Investment:                                                                                                                

  • JP Morgan has been named the best performing foreign asset manager in China in 2016 by Z-Ben Advisors, followed by UBS and HSBC. Z-Ben’s report assessed each financial institution’s inbound and outbound business activities, and attributed the American bank’s ranking to its establishment of an investment management WFOE, and for maintaining its strong QDII outbound business in 2016. Meanwhile, BlackRock was named number one in inbound business, according to the report, as it continued to be the largest foreign manager in the Greater China fund industry.

  • Unfamiliarity is the biggest drawback for investing in China’s onshore fund market, according to Hong Kong retail investors surveyed by JP Morgan Asset Management. However, the asset manager’s quarterly investor confidence index also noted that 57% of surveyed investors believe that diversification of current investment is a strong driver for investing in China.

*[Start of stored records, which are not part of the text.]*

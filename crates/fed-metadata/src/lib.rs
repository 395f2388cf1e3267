//! # fed-metadata
//!
//! Partner metadata for the federation.
//!
//! - [`parser`] reads `EntityDescriptor` documents into [`EntityDescriptor`]
//! - [`fetch`] obtains documents from a URL or a local file
//! - [`MetadataCache`] resolves a configured partner's endpoints and signing
//!   keys, fetching and trust-checking its metadata on first use
//!
//! A partner whose metadata cannot be fetched, parsed or trusted is treated
//! as unknown; lookups answer `None` and never fail.

#![forbid(unsafe_code)]
#![deny(missing_docs)]

pub mod cache;
pub mod descriptor;
pub mod entity;
pub mod error;
pub mod fetch;
pub mod parser;

pub use cache::MetadataCache;
pub use descriptor::{Binding, EntityDescriptor, Endpoint, ServiceType};
pub use entity::PartnerEntity;
pub use error::{MetadataError, MetadataResult};
pub use fetch::{HttpMetadataFetcher, MetadataFetcher};
pub use parser::{find_entity, parse_metadata};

  • Speaking at a press conference on April 19, Tai Hui, chief market strategist for Asia at JP Morgan Asset Management, told GlobalRMB that it will take time before retail investors turn more actively to the mainland market, not least because they already have access to it via dual-listing.

  • “For Hong Kong investors, they already have quite a broad selection of Chinese companies they can invest in in Hong Kong, many of them dual-listed [in both markets],” said Hui. “[But] a lot of investors do want to invest in China’s onshore markets because they see this as a good diversification strategy.”

  • Hui also welcomed PBoC’s recent loosening of capital controls , but added that retail investors in Hong Kong will wait and see before increasing their exposure.

  • “That is a very encouraging development. But at the same time, what we’ve seen in the past few years is that, depending on the prevailing of the capital flow conditions, adjustments from the authorities in China, either loosening or tightening,” said Hui. “[Retail investors] want to see how much of a trend this is. They want to build their confidence [and see] how long this relaxation is going to last.”

Settlement:

  • HSBC expects more transactions to be completed in renminbi in Malaysia this year, according to local media. Vina Cheung, global head of renminbi internationalisation at HSBC, argued that Malaysian companies are turning towards renminbi as the ringgit’s value is low, and are using renminbi for settlements with businesses in Hong Kong, Japan and Singapore, as well as mainland China. Malaysia recorded a 27% increase in the commercial payments using renminbi in 2016, according to the report.

Trade:

  • Australia is working towards a free trade agreement (FTA) with Hong Kong, according to Xinhua. The agreement will allow Australian companies to operate in Hong Kong without having on-the-ground operations in the city.